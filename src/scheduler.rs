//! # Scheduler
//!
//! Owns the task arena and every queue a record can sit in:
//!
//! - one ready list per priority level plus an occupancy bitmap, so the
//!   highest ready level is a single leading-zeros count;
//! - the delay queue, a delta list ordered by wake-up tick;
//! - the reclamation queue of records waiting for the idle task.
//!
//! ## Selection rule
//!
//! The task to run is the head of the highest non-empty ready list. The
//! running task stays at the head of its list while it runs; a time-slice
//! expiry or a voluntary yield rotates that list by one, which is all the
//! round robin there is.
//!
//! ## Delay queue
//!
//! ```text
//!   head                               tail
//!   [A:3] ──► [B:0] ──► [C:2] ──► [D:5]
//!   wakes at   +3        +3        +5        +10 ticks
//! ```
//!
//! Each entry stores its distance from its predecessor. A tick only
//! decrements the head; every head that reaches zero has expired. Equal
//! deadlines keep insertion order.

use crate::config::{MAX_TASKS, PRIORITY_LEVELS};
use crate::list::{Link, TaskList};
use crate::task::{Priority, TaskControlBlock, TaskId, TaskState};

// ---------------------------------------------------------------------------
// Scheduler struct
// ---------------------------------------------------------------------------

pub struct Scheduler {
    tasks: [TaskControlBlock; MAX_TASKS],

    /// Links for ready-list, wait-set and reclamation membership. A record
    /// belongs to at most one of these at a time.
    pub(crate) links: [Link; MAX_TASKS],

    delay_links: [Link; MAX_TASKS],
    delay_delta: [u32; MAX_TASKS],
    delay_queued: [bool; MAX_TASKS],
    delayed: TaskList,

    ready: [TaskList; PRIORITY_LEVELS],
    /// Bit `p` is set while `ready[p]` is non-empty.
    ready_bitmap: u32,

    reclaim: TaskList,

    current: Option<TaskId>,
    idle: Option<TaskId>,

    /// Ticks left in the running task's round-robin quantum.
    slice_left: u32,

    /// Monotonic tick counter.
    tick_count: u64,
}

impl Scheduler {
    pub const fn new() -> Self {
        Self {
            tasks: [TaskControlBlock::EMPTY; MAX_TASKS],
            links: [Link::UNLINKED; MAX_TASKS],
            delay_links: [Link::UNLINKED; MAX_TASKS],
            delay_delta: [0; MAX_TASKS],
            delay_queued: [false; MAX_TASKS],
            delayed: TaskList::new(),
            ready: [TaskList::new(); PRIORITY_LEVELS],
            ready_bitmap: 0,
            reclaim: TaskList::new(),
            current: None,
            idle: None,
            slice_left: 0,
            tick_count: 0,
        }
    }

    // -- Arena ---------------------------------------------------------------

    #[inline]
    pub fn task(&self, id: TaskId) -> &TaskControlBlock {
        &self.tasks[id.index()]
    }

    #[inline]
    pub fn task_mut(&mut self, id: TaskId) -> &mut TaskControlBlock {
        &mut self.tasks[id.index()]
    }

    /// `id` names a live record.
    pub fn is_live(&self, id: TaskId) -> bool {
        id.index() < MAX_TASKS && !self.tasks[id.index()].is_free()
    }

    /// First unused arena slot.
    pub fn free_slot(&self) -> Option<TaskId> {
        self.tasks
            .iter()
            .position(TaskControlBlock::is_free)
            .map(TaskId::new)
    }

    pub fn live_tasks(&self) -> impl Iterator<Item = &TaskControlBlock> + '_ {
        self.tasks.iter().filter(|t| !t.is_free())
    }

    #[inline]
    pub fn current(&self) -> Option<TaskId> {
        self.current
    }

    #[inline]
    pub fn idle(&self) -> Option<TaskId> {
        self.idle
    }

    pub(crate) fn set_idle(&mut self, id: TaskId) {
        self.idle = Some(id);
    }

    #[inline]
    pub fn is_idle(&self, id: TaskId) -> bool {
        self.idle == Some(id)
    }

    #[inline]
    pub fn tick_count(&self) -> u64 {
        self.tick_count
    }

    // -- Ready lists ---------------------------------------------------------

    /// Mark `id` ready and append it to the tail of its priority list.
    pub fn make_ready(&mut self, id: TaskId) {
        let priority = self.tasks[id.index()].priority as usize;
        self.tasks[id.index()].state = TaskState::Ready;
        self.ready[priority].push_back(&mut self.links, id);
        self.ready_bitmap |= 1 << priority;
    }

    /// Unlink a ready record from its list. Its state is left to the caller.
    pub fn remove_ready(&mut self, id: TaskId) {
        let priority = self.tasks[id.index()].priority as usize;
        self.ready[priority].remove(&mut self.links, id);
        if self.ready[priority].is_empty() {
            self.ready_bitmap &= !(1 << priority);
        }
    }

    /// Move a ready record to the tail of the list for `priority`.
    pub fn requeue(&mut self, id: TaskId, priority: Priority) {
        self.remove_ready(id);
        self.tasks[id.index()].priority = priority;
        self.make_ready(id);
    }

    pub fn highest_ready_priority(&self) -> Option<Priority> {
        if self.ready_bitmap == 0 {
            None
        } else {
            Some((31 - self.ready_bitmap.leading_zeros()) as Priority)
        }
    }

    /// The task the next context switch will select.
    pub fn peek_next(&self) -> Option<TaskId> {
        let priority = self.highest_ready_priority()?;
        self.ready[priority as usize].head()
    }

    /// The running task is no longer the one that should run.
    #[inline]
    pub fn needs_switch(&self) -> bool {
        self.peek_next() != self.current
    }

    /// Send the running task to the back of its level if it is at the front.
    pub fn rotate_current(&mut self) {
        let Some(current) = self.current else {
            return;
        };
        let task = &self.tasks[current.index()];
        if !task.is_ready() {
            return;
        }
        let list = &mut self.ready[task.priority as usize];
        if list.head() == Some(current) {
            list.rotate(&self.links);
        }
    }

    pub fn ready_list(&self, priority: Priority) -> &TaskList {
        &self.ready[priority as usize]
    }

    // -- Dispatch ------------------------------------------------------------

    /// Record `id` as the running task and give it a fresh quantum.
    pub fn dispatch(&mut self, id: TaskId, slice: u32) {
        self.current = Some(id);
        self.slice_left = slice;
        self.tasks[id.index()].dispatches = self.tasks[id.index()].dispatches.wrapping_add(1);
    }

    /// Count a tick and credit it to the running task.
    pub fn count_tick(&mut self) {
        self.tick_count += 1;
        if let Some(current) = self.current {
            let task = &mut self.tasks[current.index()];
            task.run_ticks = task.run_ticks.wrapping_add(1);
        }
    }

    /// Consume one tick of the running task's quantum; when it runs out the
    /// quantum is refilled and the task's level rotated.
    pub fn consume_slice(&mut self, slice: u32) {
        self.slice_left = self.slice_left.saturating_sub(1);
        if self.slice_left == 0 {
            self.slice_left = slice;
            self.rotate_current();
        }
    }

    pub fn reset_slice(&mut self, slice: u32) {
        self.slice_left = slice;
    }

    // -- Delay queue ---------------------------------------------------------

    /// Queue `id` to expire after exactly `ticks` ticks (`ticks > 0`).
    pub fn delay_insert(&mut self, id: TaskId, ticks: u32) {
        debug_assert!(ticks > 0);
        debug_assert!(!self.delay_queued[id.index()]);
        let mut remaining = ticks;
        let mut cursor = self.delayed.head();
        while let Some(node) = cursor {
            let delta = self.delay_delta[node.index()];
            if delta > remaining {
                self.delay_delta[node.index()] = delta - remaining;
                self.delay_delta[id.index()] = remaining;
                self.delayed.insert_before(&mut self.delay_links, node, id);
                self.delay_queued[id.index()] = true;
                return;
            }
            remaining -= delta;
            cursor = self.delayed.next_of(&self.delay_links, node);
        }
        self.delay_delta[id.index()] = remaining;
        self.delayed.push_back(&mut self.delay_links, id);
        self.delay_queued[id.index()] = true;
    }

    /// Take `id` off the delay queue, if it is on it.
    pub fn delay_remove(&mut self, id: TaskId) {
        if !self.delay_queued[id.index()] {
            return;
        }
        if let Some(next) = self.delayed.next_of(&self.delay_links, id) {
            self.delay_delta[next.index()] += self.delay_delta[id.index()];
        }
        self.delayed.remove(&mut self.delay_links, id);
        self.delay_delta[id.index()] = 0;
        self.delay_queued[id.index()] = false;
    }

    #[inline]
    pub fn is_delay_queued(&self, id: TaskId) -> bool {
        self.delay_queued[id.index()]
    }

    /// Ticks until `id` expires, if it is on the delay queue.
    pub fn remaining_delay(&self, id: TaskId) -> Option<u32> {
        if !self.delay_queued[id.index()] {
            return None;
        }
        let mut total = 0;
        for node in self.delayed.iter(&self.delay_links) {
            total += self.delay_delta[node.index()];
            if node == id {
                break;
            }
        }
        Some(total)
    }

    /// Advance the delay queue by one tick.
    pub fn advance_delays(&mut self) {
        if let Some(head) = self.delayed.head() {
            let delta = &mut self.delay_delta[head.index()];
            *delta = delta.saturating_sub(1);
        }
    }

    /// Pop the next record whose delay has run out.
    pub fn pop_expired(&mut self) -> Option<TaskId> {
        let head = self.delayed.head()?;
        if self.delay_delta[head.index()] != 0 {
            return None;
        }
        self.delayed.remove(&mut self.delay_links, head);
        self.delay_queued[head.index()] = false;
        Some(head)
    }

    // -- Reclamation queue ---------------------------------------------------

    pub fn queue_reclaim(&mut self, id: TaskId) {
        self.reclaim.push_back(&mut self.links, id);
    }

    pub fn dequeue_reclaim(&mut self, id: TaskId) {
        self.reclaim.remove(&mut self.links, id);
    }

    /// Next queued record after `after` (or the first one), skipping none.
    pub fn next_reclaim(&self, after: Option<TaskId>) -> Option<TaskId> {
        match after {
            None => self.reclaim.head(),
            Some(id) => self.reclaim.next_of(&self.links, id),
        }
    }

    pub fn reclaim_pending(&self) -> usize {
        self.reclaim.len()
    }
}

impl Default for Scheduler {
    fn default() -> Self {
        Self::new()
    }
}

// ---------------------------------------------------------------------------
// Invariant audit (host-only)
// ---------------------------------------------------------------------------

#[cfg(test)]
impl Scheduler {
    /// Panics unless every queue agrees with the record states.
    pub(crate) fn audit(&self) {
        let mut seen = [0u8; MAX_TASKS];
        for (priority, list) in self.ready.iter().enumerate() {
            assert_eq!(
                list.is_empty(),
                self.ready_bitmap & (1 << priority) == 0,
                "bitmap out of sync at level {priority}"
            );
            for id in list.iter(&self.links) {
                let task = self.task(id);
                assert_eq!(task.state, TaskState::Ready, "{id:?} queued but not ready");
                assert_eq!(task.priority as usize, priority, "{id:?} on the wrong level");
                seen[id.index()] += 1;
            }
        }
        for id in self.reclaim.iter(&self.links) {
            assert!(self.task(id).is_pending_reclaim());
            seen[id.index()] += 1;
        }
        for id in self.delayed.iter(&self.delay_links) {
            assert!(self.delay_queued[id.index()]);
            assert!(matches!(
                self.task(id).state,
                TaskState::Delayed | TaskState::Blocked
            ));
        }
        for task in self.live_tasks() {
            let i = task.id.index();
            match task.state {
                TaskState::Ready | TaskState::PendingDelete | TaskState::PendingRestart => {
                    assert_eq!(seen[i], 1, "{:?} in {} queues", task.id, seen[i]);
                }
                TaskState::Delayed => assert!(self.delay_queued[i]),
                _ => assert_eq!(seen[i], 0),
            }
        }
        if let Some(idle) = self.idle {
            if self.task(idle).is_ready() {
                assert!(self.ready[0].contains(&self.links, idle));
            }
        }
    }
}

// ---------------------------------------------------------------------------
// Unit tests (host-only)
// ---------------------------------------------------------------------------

⁂

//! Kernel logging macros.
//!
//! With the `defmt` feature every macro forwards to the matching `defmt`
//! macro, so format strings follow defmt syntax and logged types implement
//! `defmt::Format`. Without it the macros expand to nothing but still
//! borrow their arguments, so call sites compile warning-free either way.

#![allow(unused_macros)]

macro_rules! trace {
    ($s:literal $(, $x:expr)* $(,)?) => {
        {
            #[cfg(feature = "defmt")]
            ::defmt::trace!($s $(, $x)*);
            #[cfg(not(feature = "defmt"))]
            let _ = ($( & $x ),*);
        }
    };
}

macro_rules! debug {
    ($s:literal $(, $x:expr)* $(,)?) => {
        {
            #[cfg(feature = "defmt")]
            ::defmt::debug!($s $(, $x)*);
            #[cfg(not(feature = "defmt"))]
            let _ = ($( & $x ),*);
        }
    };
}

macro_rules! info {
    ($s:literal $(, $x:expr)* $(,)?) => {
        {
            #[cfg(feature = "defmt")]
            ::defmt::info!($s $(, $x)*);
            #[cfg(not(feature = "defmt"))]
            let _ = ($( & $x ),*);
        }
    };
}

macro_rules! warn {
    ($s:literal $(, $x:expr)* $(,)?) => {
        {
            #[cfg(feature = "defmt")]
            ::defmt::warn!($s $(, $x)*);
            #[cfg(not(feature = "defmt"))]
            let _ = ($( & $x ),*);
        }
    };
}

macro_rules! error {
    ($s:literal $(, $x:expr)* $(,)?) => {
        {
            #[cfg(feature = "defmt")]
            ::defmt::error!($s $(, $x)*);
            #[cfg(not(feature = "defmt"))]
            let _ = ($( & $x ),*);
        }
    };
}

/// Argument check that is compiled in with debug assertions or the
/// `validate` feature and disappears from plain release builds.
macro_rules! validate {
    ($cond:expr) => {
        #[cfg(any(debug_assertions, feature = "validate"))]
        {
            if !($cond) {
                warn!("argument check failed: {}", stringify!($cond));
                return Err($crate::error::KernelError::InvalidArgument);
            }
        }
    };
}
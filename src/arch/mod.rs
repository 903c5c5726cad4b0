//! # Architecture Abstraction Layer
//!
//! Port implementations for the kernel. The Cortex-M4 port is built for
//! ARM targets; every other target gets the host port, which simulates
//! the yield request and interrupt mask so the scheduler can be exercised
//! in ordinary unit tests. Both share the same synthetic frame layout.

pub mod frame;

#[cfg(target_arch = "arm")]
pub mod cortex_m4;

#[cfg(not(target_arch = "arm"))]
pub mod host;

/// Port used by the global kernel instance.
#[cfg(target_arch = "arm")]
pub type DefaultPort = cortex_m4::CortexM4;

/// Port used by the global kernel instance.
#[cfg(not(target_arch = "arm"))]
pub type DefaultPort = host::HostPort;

⁂

## The task
Would you copy every line of the entries that includes the word "else"?

## Your response
        } else {
        let Some(current) = self.current else {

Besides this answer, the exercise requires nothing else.